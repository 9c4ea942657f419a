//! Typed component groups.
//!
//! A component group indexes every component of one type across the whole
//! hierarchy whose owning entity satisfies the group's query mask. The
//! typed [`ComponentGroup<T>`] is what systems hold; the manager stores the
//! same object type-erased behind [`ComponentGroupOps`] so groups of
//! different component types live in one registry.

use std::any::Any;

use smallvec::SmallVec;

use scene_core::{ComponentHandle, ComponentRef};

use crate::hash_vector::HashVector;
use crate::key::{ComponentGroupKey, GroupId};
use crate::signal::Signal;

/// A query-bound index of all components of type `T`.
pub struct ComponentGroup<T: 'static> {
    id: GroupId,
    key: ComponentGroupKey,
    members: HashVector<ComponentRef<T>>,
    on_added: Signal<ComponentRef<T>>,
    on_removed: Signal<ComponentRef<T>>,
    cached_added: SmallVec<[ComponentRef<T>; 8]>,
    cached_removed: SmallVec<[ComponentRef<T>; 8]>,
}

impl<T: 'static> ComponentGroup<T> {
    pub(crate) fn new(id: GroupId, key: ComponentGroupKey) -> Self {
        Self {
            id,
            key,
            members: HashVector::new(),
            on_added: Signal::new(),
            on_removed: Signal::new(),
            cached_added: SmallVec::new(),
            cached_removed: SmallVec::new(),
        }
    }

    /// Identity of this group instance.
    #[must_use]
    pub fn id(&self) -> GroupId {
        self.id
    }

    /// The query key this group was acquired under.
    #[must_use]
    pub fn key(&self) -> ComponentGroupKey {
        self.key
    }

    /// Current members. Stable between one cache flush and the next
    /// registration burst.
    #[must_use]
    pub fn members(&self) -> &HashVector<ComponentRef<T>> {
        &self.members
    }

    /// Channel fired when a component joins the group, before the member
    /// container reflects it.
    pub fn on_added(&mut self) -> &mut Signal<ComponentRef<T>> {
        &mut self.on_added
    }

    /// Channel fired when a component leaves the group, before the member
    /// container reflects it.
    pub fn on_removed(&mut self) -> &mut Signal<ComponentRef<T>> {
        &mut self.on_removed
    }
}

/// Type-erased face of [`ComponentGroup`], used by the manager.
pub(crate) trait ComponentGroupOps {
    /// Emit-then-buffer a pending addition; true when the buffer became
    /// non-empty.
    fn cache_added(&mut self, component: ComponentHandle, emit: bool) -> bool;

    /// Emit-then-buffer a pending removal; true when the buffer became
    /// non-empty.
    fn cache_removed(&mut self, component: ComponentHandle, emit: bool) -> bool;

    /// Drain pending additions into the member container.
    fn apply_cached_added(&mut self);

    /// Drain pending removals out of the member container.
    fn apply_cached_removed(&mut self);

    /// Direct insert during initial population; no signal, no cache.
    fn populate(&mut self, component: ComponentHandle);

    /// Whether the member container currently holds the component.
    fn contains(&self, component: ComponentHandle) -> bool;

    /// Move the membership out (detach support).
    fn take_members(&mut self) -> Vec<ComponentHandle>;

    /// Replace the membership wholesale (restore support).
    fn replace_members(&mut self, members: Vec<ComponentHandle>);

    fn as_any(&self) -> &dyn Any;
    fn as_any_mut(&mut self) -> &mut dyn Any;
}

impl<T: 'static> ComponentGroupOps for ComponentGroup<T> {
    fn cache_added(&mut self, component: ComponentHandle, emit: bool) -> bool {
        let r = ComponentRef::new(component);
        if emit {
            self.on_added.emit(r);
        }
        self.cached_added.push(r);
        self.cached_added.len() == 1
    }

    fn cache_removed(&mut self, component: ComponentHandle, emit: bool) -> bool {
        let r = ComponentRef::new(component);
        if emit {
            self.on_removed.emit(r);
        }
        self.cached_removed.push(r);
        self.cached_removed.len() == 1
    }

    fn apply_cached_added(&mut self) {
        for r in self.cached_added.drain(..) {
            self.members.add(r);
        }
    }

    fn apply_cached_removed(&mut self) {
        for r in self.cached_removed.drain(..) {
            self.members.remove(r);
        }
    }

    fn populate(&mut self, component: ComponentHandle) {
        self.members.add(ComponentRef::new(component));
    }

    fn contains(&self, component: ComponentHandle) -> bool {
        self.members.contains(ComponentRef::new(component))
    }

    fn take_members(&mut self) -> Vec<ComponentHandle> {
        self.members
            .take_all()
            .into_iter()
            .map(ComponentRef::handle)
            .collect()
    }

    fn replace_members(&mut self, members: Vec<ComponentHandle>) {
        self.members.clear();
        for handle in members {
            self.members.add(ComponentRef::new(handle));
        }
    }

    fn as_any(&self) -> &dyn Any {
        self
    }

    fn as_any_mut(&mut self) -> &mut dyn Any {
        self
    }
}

::::

* _Task to carry out_: Reproduce every line above. Keep it exact.

* _Solution for this exercise_:
repository 9c4ea942657f419a
//! Typed component groups.
//!
//! A component group indexes every component of one type across the whole
//! hierarchy whose owning entity satisfies the group's query mask. The
//! typed [`ComponentGroup<T>`] is what systems hold; the manager stores the
//! same object type-erased behind [`ComponentGroupOps`] so groups of
//! different component types live in one registry.

use std::any::Any;

use smallvec::SmallVec;

use scene_core::{ComponentHandle, ComponentRef};

use crate::hash_vector::HashVector;
use crate::key::{ComponentGroupKey, GroupId};
use crate::signal::Signal;

/// A query-bound index of all components of type `T`.
pub struct ComponentGroup<T: 'static> {
    id: GroupId,
    key: ComponentGroupKey,
    members: HashVector<ComponentRef<T>>,
    on_added: Signal<ComponentRef<T>>,
    on_removed: Signal<ComponentRef<T>>,
    cached_added: SmallVec<[ComponentRef<T>; 8]>,
    cached_removed: SmallVec<[ComponentRef<T>; 8]>,
}

impl<T: 'static> ComponentGroup<T> {
    pub(crate) fn new(id: GroupId, key: ComponentGroupKey) -> Self {
        Self {
            id,
            key,
            members: HashVector::new(),
            on_added: Signal::new(),
            on_removed: Signal::new(),
            cached_added: SmallVec::new(),
            cached_removed: SmallVec::new(),
        }
    }

    /// Identity of this group instance.
    #[must_use]
    pub fn id(&self) -> GroupId {
        self.id
    }

    /// The query key this group was acquired under.
    #[must_use]
    pub fn key(&self) -> ComponentGroupKey {
        self.key
    }

    /// Current members. Stable between one cache flush and the next
    /// registration burst.
    #[must_use]
    pub fn members(&self) -> &HashVector<ComponentRef<T>> {
        &self.members
    }

    /// Channel fired when a component joins the group, before the member
    /// container reflects it.
    pub fn on_added(&mut self) -> &mut Signal<ComponentRef<T>> {
        &mut self.on_added
    }

    /// Channel fired when a component leaves the group, before the member
    /// container reflects it.
    pub fn on_removed(&mut self) -> &mut Signal<ComponentRef<T>> {
        &mut self.on_removed
    }
}

/// Type-erased face of [`ComponentGroup`], used by the manager.
pub(crate) trait ComponentGroupOps {
    /// Emit-then-buffer a pending addition; true when the buffer became
    /// non-empty.
    fn cache_added(&mut self, component: ComponentHandle, emit: bool) -> bool;

    /// Emit-then-buffer a pending removal; true when the buffer became
    /// non-empty.
    fn cache_removed(&mut self, component: ComponentHandle, emit: bool) -> bool;

    /// Drain pending additions into the member container.
    fn apply_cached_added(&mut self);

    /// Drain pending removals out of the member container.
    fn apply_cached_removed(&mut self);

    /// Direct insert during initial population; no signal, no cache.
    fn populate(&mut self, component: ComponentHandle);

    /// Whether the member container currently holds the component.
    fn contains(&self, component: ComponentHandle) -> bool;

    /// Move the membership out (detach support).
    fn take_members(&mut self) -> Vec<ComponentHandle>;

    /// Replace the membership wholesale (restore support).
    fn replace_members(&mut self, members: Vec<ComponentHandle>);

    fn as_any(&self) -> &dyn Any;
    fn as_any_mut(&mut self) -> &mut dyn Any;
}

impl<T: 'static> ComponentGroupOps for ComponentGroup<T> {
    fn cache_added(&mut self, component: ComponentHandle, emit: bool) -> bool {
        let r = ComponentRef::new(component);
        if emit {
            self.on_added.emit(r);
        }
        self.cached_added.push(r);
        self.cached_added.len() == 1
    }

    fn cache_removed(&mut self, component: ComponentHandle, emit: bool) -> bool {
        let r = ComponentRef::new(component);
        if emit {
            self.on_removed.emit(r);
        }
        self.cached_removed.push(r);
        self.cached_removed.len() == 1
    }

    fn apply_cached_added(&mut self) {
        for r in self.cached_added.drain(..) {
            self.members.add(r);
        }
    }

    fn apply_cached_removed(&mut self) {
        for r in self.cached_removed.drain(..) {
            self.members.remove(r);
        }
    }

    fn populate(&mut self, component: ComponentHandle) {
        self.members.add(ComponentRef::new(component));
    }

    fn contains(&self, component: ComponentHandle) -> bool {
        self.members.contains(ComponentRef::new(component))
    }

    fn take_members(&mut self) -> Vec<ComponentHandle> {
        self.members
            .take_all()
            .into_iter()
            .map(ComponentRef::handle)
            .collect()
    }

    fn replace_members(&mut self, members: Vec<ComponentHandle>) {
        self.members.clear();
        for handle in members {
            self.members.add(ComponentRef::new(handle));
        }
    }

    fn as_any(&self) -> &dyn Any {
        self
    }

    fn as_any_mut(&mut self) -> &mut dyn Any {
        self
    }
}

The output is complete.